#### WORK TO COMPLETE:
Going through the data below, copy out each line where the word "TriggerKind" shows up.

*** Opening of RECORDS PROVIDED ***

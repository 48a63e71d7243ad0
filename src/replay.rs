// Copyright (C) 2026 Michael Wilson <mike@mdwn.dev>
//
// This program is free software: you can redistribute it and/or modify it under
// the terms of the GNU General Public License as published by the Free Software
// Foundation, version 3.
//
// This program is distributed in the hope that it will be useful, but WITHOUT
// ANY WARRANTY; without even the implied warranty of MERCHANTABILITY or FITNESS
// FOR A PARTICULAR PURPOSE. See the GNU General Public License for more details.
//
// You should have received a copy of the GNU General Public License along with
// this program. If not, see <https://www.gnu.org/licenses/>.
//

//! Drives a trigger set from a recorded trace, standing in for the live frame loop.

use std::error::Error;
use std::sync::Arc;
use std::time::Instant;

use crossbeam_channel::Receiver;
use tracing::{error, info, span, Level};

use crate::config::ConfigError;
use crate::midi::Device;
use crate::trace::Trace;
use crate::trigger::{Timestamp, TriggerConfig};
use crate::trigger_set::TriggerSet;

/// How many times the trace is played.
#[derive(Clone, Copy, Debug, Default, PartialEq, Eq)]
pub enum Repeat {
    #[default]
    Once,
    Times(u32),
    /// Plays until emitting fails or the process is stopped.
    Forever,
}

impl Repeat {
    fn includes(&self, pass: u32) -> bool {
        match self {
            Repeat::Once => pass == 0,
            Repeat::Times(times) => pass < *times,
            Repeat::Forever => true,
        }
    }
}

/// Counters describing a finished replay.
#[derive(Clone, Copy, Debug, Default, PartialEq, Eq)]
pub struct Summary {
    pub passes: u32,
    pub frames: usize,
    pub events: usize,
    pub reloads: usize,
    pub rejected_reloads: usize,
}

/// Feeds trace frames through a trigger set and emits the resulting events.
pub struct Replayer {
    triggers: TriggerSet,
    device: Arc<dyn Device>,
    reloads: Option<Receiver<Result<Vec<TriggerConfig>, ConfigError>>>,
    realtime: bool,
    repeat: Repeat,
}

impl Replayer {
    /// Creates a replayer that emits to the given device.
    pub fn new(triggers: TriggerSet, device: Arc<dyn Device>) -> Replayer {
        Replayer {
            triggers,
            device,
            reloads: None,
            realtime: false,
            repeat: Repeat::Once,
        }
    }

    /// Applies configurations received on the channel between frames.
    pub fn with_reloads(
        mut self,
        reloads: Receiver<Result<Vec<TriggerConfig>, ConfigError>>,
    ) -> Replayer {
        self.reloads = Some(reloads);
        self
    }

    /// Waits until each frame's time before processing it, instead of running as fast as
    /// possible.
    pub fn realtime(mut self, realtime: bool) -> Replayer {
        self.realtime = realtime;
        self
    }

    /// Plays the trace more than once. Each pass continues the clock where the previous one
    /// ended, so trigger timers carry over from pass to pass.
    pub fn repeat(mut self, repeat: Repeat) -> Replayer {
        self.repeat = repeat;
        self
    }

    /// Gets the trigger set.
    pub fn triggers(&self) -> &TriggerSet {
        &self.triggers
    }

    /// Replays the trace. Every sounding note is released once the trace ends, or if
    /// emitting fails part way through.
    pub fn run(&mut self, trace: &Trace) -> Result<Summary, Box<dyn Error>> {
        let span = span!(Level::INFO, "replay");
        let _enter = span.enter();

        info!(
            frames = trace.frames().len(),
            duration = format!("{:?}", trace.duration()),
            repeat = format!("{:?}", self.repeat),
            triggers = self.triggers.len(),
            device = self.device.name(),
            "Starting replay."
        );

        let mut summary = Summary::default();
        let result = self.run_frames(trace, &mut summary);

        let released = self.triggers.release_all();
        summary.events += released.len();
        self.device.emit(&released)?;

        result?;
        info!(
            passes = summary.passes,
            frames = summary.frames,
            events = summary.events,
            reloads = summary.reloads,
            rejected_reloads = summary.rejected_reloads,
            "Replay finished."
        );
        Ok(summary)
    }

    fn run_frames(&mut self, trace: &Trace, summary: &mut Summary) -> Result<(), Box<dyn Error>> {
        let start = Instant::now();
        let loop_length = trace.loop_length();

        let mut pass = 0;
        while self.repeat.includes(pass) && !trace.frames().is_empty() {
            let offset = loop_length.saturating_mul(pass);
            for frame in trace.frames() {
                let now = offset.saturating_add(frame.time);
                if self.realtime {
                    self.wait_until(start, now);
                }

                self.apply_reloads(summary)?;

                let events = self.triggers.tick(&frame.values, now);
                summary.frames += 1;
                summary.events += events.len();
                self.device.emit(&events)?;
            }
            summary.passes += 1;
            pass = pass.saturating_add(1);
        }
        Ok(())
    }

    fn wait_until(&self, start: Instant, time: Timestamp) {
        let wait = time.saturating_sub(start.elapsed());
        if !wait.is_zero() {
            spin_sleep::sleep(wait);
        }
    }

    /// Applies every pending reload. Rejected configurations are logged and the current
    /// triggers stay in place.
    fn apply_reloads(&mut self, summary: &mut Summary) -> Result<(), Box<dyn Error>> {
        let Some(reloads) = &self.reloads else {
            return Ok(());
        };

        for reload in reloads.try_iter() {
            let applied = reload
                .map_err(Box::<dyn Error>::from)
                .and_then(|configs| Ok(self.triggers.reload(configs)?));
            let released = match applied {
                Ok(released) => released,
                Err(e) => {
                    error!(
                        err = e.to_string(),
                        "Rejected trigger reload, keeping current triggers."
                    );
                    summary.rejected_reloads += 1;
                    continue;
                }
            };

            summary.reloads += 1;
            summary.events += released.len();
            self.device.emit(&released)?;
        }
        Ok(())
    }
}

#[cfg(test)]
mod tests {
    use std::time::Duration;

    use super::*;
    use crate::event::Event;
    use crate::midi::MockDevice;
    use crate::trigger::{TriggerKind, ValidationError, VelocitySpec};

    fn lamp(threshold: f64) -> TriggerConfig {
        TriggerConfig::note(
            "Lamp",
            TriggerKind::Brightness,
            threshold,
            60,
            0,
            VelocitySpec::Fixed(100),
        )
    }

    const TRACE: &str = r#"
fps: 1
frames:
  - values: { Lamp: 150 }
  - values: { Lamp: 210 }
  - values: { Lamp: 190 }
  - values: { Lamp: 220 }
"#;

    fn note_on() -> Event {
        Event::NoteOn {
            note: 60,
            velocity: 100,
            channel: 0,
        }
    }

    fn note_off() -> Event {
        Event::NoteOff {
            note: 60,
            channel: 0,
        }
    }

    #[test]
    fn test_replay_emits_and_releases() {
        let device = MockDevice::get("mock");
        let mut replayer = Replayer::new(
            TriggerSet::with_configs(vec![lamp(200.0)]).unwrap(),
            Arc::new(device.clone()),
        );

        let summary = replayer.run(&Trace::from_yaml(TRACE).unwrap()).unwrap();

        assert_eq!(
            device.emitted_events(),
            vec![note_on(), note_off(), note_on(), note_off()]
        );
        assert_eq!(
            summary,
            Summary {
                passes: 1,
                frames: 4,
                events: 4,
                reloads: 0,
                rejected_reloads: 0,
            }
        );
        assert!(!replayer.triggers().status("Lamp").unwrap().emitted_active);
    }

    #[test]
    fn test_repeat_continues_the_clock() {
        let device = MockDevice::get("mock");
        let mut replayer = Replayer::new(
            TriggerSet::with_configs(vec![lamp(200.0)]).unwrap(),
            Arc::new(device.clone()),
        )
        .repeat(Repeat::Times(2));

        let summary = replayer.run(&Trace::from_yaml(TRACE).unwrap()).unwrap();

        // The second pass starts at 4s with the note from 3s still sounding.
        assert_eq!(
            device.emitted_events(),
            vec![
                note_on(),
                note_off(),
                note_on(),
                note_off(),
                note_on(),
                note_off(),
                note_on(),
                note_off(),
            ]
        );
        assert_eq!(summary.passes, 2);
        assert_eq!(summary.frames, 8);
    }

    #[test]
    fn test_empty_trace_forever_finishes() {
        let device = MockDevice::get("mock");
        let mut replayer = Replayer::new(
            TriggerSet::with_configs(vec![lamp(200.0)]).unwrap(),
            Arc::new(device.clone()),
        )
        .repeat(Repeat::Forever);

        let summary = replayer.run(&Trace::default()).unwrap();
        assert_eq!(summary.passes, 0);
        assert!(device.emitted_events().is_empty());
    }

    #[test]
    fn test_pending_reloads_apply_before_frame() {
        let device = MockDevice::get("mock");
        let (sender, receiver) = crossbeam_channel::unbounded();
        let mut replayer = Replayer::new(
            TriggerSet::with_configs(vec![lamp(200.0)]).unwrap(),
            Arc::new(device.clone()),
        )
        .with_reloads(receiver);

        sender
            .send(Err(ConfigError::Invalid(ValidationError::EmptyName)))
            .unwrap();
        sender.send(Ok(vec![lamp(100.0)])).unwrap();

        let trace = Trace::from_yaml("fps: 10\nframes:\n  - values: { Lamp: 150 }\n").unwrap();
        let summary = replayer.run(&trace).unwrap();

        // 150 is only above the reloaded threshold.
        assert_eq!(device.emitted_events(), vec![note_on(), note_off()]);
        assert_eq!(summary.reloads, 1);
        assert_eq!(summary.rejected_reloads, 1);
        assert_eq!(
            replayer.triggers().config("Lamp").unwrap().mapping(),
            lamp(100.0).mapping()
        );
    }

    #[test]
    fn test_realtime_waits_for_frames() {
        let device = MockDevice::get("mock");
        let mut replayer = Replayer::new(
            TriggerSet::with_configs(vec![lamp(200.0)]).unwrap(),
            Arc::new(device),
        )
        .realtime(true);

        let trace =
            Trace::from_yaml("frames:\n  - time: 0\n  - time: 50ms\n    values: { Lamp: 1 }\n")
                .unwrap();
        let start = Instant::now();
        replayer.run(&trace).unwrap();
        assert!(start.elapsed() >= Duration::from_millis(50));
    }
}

*** Close of RECORDS PROVIDED ***
*** Opening of RECORDS PROVIDED ***

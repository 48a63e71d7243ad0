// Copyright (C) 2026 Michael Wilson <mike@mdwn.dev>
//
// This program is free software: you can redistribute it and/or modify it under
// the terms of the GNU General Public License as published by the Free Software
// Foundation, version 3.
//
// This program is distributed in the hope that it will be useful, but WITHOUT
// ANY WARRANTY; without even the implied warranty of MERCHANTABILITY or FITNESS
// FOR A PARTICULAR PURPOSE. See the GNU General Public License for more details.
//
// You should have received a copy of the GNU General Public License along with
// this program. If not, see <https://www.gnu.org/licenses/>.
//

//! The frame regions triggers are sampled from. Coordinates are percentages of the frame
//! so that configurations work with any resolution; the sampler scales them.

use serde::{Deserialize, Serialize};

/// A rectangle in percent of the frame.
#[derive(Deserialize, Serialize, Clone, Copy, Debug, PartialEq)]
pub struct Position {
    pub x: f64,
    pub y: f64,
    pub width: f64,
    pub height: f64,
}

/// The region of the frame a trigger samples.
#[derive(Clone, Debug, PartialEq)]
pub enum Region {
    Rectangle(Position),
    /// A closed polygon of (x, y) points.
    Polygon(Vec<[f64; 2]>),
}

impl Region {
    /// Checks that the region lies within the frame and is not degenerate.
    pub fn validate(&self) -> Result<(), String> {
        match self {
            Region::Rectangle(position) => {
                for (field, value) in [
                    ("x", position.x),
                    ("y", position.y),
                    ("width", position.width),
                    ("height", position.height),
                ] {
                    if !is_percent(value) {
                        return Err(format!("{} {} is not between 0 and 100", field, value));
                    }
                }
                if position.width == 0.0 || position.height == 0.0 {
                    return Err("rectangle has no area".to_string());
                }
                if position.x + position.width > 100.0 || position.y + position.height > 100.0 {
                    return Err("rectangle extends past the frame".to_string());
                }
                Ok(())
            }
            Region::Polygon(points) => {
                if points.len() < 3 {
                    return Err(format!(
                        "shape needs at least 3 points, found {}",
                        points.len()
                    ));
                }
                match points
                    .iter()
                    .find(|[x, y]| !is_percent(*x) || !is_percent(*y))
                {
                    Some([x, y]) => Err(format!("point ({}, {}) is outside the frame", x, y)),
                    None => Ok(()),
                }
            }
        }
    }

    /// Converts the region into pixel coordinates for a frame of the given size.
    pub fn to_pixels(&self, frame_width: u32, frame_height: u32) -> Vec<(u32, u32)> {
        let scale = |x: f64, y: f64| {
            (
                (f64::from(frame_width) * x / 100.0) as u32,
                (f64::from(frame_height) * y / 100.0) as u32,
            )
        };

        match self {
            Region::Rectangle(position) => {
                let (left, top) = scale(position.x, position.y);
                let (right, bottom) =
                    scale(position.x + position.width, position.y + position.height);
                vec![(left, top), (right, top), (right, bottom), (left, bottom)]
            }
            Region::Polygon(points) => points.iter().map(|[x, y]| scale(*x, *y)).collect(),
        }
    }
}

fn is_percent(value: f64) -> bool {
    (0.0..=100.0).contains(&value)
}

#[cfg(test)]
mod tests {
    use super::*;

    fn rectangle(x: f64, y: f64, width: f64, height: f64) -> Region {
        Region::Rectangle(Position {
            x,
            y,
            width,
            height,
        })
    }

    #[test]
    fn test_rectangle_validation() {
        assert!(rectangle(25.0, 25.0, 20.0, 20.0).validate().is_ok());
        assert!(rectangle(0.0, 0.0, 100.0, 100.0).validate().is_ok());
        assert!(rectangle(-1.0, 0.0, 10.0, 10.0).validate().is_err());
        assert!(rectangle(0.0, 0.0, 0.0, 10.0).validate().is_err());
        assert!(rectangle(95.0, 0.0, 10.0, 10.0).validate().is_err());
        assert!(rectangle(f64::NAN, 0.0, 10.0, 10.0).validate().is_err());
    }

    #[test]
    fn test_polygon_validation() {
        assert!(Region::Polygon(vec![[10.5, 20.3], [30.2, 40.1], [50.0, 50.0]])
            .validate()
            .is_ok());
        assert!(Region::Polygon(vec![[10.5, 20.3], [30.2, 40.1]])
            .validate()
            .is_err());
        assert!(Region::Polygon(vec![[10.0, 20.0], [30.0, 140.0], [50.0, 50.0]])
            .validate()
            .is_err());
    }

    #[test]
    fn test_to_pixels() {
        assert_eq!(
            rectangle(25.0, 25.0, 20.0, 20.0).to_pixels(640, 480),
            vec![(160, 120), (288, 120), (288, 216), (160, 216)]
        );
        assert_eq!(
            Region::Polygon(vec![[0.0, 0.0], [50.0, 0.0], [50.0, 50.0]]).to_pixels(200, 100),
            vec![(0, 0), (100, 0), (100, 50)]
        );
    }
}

*** Close of RECORDS PROVIDED ***

#### TASK RESPONSE:
    use crate::trigger::{TriggerKind, ValidationError, VelocitySpec};
            TriggerKind::Brightness,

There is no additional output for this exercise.